=== Material to process ===

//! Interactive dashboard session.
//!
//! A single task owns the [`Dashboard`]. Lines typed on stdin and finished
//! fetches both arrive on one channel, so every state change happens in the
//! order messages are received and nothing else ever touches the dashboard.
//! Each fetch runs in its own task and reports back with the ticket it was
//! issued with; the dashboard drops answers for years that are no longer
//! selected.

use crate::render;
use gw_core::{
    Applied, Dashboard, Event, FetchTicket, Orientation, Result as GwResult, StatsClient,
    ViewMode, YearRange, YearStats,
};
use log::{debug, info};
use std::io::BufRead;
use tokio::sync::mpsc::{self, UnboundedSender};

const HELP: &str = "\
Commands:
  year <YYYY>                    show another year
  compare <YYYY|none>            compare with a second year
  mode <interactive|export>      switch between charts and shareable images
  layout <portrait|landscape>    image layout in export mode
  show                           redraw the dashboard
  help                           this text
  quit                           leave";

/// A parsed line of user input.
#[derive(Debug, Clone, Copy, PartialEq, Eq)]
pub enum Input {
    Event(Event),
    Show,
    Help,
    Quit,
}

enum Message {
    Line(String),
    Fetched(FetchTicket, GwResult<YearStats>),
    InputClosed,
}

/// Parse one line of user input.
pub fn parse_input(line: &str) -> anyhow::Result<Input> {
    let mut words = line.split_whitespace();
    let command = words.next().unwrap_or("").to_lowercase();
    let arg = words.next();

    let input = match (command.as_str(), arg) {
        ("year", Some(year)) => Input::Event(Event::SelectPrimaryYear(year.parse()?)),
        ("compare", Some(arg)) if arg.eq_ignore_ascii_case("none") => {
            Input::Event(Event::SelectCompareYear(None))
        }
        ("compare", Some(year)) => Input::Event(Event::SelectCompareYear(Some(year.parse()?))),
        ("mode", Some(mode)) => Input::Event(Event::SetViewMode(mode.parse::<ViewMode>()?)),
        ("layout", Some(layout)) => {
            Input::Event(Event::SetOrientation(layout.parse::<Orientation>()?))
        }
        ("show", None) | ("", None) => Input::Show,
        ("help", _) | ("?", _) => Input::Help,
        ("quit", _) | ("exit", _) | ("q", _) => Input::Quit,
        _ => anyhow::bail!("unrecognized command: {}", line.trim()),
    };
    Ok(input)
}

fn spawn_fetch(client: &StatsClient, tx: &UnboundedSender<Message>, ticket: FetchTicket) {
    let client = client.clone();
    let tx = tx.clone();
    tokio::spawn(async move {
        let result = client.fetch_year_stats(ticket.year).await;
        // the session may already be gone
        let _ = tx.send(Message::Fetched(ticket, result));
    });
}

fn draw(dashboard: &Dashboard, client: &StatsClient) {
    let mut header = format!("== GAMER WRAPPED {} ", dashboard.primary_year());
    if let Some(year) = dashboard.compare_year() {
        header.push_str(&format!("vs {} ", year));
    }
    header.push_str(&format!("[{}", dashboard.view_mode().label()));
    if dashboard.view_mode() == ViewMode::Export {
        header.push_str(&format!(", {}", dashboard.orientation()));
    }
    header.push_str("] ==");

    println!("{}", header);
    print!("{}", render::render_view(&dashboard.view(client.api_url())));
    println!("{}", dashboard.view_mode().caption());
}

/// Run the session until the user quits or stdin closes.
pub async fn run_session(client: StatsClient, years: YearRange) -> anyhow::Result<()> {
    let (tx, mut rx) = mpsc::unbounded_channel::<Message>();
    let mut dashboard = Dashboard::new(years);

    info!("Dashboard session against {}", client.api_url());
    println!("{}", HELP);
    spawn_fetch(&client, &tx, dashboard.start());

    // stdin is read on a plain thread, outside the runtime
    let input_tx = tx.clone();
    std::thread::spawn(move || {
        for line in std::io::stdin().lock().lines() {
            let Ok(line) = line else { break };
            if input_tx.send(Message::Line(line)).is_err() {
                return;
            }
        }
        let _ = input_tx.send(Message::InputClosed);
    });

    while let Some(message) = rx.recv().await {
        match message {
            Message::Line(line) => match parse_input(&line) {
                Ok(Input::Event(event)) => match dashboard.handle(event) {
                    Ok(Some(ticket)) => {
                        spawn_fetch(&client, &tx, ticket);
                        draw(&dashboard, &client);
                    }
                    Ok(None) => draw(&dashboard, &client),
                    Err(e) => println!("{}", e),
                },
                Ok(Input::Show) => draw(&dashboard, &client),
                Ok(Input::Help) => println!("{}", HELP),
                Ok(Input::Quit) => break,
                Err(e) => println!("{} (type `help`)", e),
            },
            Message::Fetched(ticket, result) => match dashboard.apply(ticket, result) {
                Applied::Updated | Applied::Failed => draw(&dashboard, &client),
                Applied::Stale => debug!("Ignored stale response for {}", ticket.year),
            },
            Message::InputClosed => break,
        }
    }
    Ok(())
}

===
=== Material to process ===

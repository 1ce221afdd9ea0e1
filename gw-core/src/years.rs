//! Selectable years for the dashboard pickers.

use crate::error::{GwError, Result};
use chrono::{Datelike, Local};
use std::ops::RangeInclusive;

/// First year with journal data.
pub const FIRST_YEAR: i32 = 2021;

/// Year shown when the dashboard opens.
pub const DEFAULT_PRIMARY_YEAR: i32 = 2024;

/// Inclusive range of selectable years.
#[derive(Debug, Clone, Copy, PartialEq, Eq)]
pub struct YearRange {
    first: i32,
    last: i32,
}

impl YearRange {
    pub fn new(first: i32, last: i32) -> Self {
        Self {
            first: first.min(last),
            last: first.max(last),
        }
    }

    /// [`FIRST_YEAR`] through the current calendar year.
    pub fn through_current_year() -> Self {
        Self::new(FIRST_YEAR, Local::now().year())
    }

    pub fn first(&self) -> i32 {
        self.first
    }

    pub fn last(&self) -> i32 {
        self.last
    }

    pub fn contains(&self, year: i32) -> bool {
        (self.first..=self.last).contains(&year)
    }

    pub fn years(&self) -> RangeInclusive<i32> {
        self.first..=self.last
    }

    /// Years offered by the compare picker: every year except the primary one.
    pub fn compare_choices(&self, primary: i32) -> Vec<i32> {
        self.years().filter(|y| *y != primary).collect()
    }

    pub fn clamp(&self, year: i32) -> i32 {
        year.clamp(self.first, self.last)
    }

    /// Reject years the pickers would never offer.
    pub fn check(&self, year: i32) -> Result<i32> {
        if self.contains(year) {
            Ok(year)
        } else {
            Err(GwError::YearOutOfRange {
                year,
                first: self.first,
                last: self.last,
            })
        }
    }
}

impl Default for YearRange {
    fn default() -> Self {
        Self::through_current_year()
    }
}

===

-- Activity --
Using the entries above, return each line in which the word "GwResult" occurs.

-- Solution to this exercise --
    Applied, Dashboard, Event, FetchTicket, Orientation, Result as GwResult, StatsClient,
    Fetched(FetchTicket, GwResult<YearStats>),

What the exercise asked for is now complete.